Mac Pro Mid 2010 model
OS: macOS High Sierra (version 10.13.4)
CPU: 2 x 6-core 2.66 GHz Intel Xeon (256KB of L2 cache per core and 12 MB L3 cache per processor, 6.4 GT/s interconnect speed)
System Hard disk: Solid State Drive (512GB)
Data Strange Hard Disk: WD 4TB hard drives (conventional magnetic drives)
Memory: 64 GB 1333 MHz DDR3 ECC SDRAM
Fixed IP address on campus: 10.243.34.140
Graphics: 2 x AMD ATI Radeon HD 5770 (1024MB VRAM)
Spark Implementations
We tried three different Spark implementations of loading in a database of files and querying it for the desired values, which are documented in the code guide. In the first implementation, a Spark dataframe is generated and then transformed by dataframe.filter( ). Another implementation creates a temporary view of the dataframe and runs SQL directly on it. The last implementation partitions and writes the data in the format of Parquet.
Analysis of Methods
Data Generation - Big Compute
The batched data generation involves calling several hundred to several thousand different calculations of the VASP imeplementation of Density Functional Theory. All of the calculations’ input parameters are deterministically generated and may proceed in any order; further, VASP is commercial software which is optimized already for parallel implementation on the per-calculation basis, exploiting multiple cores to more rapidly solve for the electronic density function and associated energy. Therefore, the process of generating our data sets is ripe for embarassingly parallel MPI implementation.

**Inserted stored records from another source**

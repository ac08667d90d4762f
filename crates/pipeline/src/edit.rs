//! Timeline edits backed by FFmpeg: export, merge and extend.

use std::path::{Path, PathBuf};

use rand::Rng;
use serde_json::Value;

use shotdesigner_core::ffmpeg::{self, TranscodeInput, VideoCodec};
use shotdesigner_core::naming;
use shotdesigner_core::project::Project;
use shotdesigner_core::shot::MediaKind;
use shotdesigner_core::signature::render_signature;
use shotdesigner_core::types::ShotIndex;

use crate::error::PipelineError;

#[derive(Debug, Clone)]
pub struct ExportOptions {
    /// Output file when merging, output directory otherwise.
    pub dest: PathBuf,
    pub codec: VideoCodec,
    pub merge: bool,
    /// Extra FFmpeg arguments placed before the output path.
    pub custom_args: Vec<String>,
}

/// Export the current video of every shot whose file exists.
///
/// Returns the written files in shot order.
pub async fn export(project: &Project, options: &ExportOptions) -> Result<Vec<PathBuf>, PipelineError> {
    let clips: Vec<PathBuf> = project
        .existing_media(MediaKind::Video)
        .into_iter()
        .map(|(_, path)| path)
        .collect();
    if clips.is_empty() {
        return Err(PipelineError::NothingToExport);
    }
    tracing::info!(
        clips = clips.len(),
        merge = options.merge,
        codec = options.codec.encoder(),
        dest = %options.dest.display(),
        "Exporting",
    );

    if options.merge {
        if let Some(parent) = options.dest.parent().filter(|p| !p.as_os_str().is_empty()) {
            create_dir(parent).await?;
        }
        let list = concat_list_path();
        ffmpeg::write_concat_list(&clips, &list).await?;
        let result = ffmpeg::transcode(
            TranscodeInput::ConcatList(&list),
            &options.dest,
            options.codec,
            &options.custom_args,
        )
        .await;
        remove_quietly(&list).await;
        result?;
        return Ok(vec![options.dest.clone()]);
    }

    create_dir(&options.dest).await?;
    let mut written = Vec::with_capacity(clips.len());
    for (position, clip) in clips.iter().enumerate() {
        let out = options.dest.join(naming::export_clip_name(position));
        ffmpeg::transcode(
            TranscodeInput::File(clip),
            &out,
            options.codec,
            &options.custom_args,
        )
        .await?;
        tracing::debug!(clip = %clip.display(), out = %out.display(), "Clip exported");
        written.push(out);
    }
    Ok(written)
}

/// Concatenate the videos of `indices` into a new shot.
///
/// The new shot copies the last selected shot without workflows, holds
/// the merged file as its only video version and is inserted right after
/// the last selected shot. Returns its index.
pub async fn merge_shots(
    project: &mut Project,
    indices: &[ShotIndex],
    folder: &Path,
) -> Result<ShotIndex, PipelineError> {
    let Some(&last) = indices.last() else {
        return Err(PipelineError::Validation(
            "Select at least two shots to merge".to_string(),
        ));
    };
    if indices.len() < 2 {
        return Err(PipelineError::Validation(
            "Select at least two shots to merge".to_string(),
        ));
    }

    let mut videos = Vec::with_capacity(indices.len());
    for &index in indices {
        let shot = project.shot(index)?;
        match shot.current_path(MediaKind::Video).map(PathBuf::from) {
            Some(path) if path.exists() => videos.push(path),
            _ => {
                return Err(PipelineError::Validation(format!(
                    "Shot '{}' has no valid video",
                    shot.name
                )));
            }
        }
    }

    create_dir(folder).await?;
    let tag = rand::rng().random_range(100_000..=999_999);
    let output = folder.join(naming::merged_clip_name(tag));
    let list = concat_list_path();
    ffmpeg::write_concat_list(&videos, &list).await?;
    let result = ffmpeg::concat_copy(&list, &output).await;
    remove_quietly(&list).await;
    result?;

    let mut merged = project.shot(last)?.clone();
    let output = output.display().to_string();
    merged.name = format!("{} Merged", merged.name);
    merged.workflows.clear();
    merged.video_path = output.clone();
    merged.video_versions = vec![output.clone()];
    merged.current_video_version = Some(0);
    merged.last_video_signature = render_signature(&merged, MediaKind::Video);

    let insert_at = last + 1;
    project.shots.insert(insert_at, merged);
    tracing::info!(shots = indices.len(), output = %output, index = insert_at, "Shots merged");
    Ok(insert_at)
}

/// Continue a shot from its last output.
///
/// The latest video version (or still, for an image workflow) of the
/// shot's last workflow is reduced to a single frame, and a derived
/// `<name> - Extended` shot is appended whose last workflow has
/// `param_name` set to that frame. Returns the new shot's index.
pub async fn extend_shot(
    project: &mut Project,
    index: ShotIndex,
    param_name: &str,
    frame_dir: &Path,
) -> Result<ShotIndex, PipelineError> {
    let shot = project.shot(index)?;
    let Some(last_wf) = shot.workflows.last() else {
        return Err(PipelineError::Validation(format!(
            "Shot '{}' has no workflows to extend",
            shot.name
        )));
    };
    let kind = last_wf.media_kind();
    let Some(last_output) = shot.versions(kind).last().map(PathBuf::from) else {
        return Err(PipelineError::Validation(format!(
            "Shot '{}' has no {} output to extend",
            shot.name,
            naming::media_subfolder(kind)
        )));
    };
    if !last_wf.parameters.params.iter().any(|p| p.name == param_name) {
        return Err(PipelineError::Validation(format!(
            "Last workflow of shot '{}' has no param '{param_name}'",
            shot.name
        )));
    }

    let frame = match kind {
        MediaKind::Video => {
            create_dir(frame_dir).await?;
            let stamp = chrono::Utc::now().timestamp();
            let frame = frame_dir.join(format!(
                "{}_last_frame_{stamp}.png",
                naming::file_stem(&shot.name)
            ));
            ffmpeg::extract_last_frame(&last_output, &frame).await?;
            frame
        }
        MediaKind::Image => {
            if !last_output.exists() {
                return Err(PipelineError::Validation(format!(
                    "Still {} no longer exists",
                    last_output.display()
                )));
            }
            last_output
        }
    };

    let mut extended = shot.derive(format!("{} - Extended", shot.name));
    if let Some(param) = extended
        .workflows
        .last_mut()
        .and_then(|wf| wf.parameters.find_mut(param_name))
    {
        param.clear_dynamic_override();
        param.value = Value::String(frame.display().to_string());
    }

    project.shots.push(extended);
    let new_index = project.shots.len() - 1;
    tracing::info!(from = index, index = new_index, frame = %frame.display(), "Shot extended");
    Ok(new_index)
}

fn concat_list_path() -> PathBuf {
    std::env::temp_dir().join(format!("shotdesigner_concat_{}.txt", uuid::Uuid::new_v4()))
}

async fn create_dir(dir: &Path) -> Result<(), PipelineError> {
    tokio::fs::create_dir_all(dir)
        .await
        .map_err(|e| PipelineError::io(dir, e))
}

async fn remove_quietly(path: &Path) {
    if let Err(e) = tokio::fs::remove_file(path).await {
        tracing::debug!(path = %path.display(), error = %e, "Could not remove temp file");
    }
}

#[cfg(test)]
mod tests {
    use super::*;
    use assert_matches::assert_matches;
    use serde_json::json;
    use shotdesigner_core::param::{AssetKind, Param, ParamKind};
    use shotdesigner_core::shot::{Shot, WorkflowAssignment};

    fn options(dest: &Path) -> ExportOptions {
        ExportOptions {
            dest: dest.to_path_buf(),
            codec: VideoCodec::Libx264,
            merge: false,
            custom_args: Vec::new(),
        }
    }

    #[tokio::test]
    async fn export_without_videos_fails() {
        let dir = tempfile::tempdir().unwrap();
        let mut project = Project::new();
        let mut shot = Shot::new("Shot 1");
        shot.video_path = dir.path().join("gone.mp4").display().to_string();
        project.shots.push(shot);

        let result = export(&project, &options(&dir.path().join("out"))).await;
        assert_matches!(result, Err(PipelineError::NothingToExport));
    }

    #[tokio::test]
    async fn merge_needs_two_shots() {
        let dir = tempfile::tempdir().unwrap();
        let mut project = Project::new();
        project.shots.push(Shot::new("Shot 1"));
        let result = merge_shots(&mut project, &[0], dir.path()).await;
        assert_matches!(result, Err(PipelineError::Validation(_)));
        let result = merge_shots(&mut project, &[], dir.path()).await;
        assert_matches!(result, Err(PipelineError::Validation(_)));
    }

    #[tokio::test]
    async fn merge_rejects_shot_without_video() {
        let dir = tempfile::tempdir().unwrap();
        let clip = dir.path().join("a.mp4");
        std::fs::write(&clip, b"x").unwrap();

        let mut project = Project::new();
        let mut first = Shot::new("Shot 1");
        first.video_path = clip.display().to_string();
        project.shots.push(first);
        project.shots.push(Shot::new("Shot 2"));

        let result = merge_shots(&mut project, &[0, 1], dir.path()).await;
        assert_matches!(result, Err(PipelineError::Validation(msg)) if msg.contains("Shot 2"));
        assert_eq!(project.shots.len(), 2);
    }

    fn image_shot(still: &Path) -> Shot {
        let mut shot = Shot::new("Shot 1");
        let mut wf = WorkflowAssignment::new("img.json", false);
        let mut image = Param::new("image", ParamKind::String, json!(""));
        image.set_previous_result(AssetKind::Image).unwrap();
        wf.parameters.params.push(image);
        shot.workflows.push(wf);
        shot.record_output(MediaKind::Image, still.display().to_string(), "sig");
        shot
    }

    #[tokio::test]
    async fn extend_from_still_sets_param() {
        let dir = tempfile::tempdir().unwrap();
        let still = dir.path().join("still.png");
        std::fs::write(&still, b"x").unwrap();
        let mut project = Project::new();
        project.shots.push(image_shot(&still));

        let index = extend_shot(&mut project, 0, "image", dir.path()).await.unwrap();
        assert_eq!(index, 1);

        let extended = &project.shots[1];
        assert_eq!(extended.name, "Shot 1 - Extended");
        assert!(extended.still_path.is_empty());
        assert!(extended.image_versions.is_empty());
        let param = extended.workflows[0].parameters.find("image").unwrap();
        assert_eq!(param.value, json!(still.display().to_string()));
        assert!(!param.is_dynamic());
    }

    #[tokio::test]
    async fn extend_requires_output_and_param() {
        let dir = tempfile::tempdir().unwrap();
        let still = dir.path().join("still.png");
        std::fs::write(&still, b"x").unwrap();
        let mut project = Project::new();
        project.shots.push(image_shot(&still));
        project.shots.push(Shot::new("Empty"));

        assert_matches!(
            extend_shot(&mut project, 1, "image", dir.path()).await,
            Err(PipelineError::Validation(_))
        );
        assert_matches!(
            extend_shot(&mut project, 0, "nope", dir.path()).await,
            Err(PipelineError::Validation(msg)) if msg.contains("nope")
        );
        assert_eq!(project.shots.len(), 2);
    }
}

Data Management - Big Data
Next, we turn to managing the data. When developing a tight-binding model for a system of atoms, we are attempting to map displacements between atoms (which arise from a twisting angle applied to a bilayer system) to the resultant coupling between their orbitals. In Transition Metal Dichalcogenide systems, we have 11 orbitals in the three-atom unit cell of a monolayer (2 sets of three p-orbitals for the Chalcogens, and five d-orbitals for the Transition Metal). In a twisted sample, we seek to find the orbital interaction between every pair of orbitals in the material. Therefore, we move from the displacements between individual atoms to the coupling strength of the atom’s orbitals. Some examples of the coupling strengths between different orbitals are visualized below.
We obtain local information about how the orbital coupling should behave from the Wannierization. We end up with a data set of hundreds of displaced unit cells with associated orbital-orbital energy couplings. Querying this database is not trivial, and represents a query of several million data points to find the relevant values. Even loading the relevant data into usable memory is not a trivial task for the computer. Therefore, managing this enormous dataset, and querying it efficiently, is ammenable to attack via Spark or other distributed database management frameworks.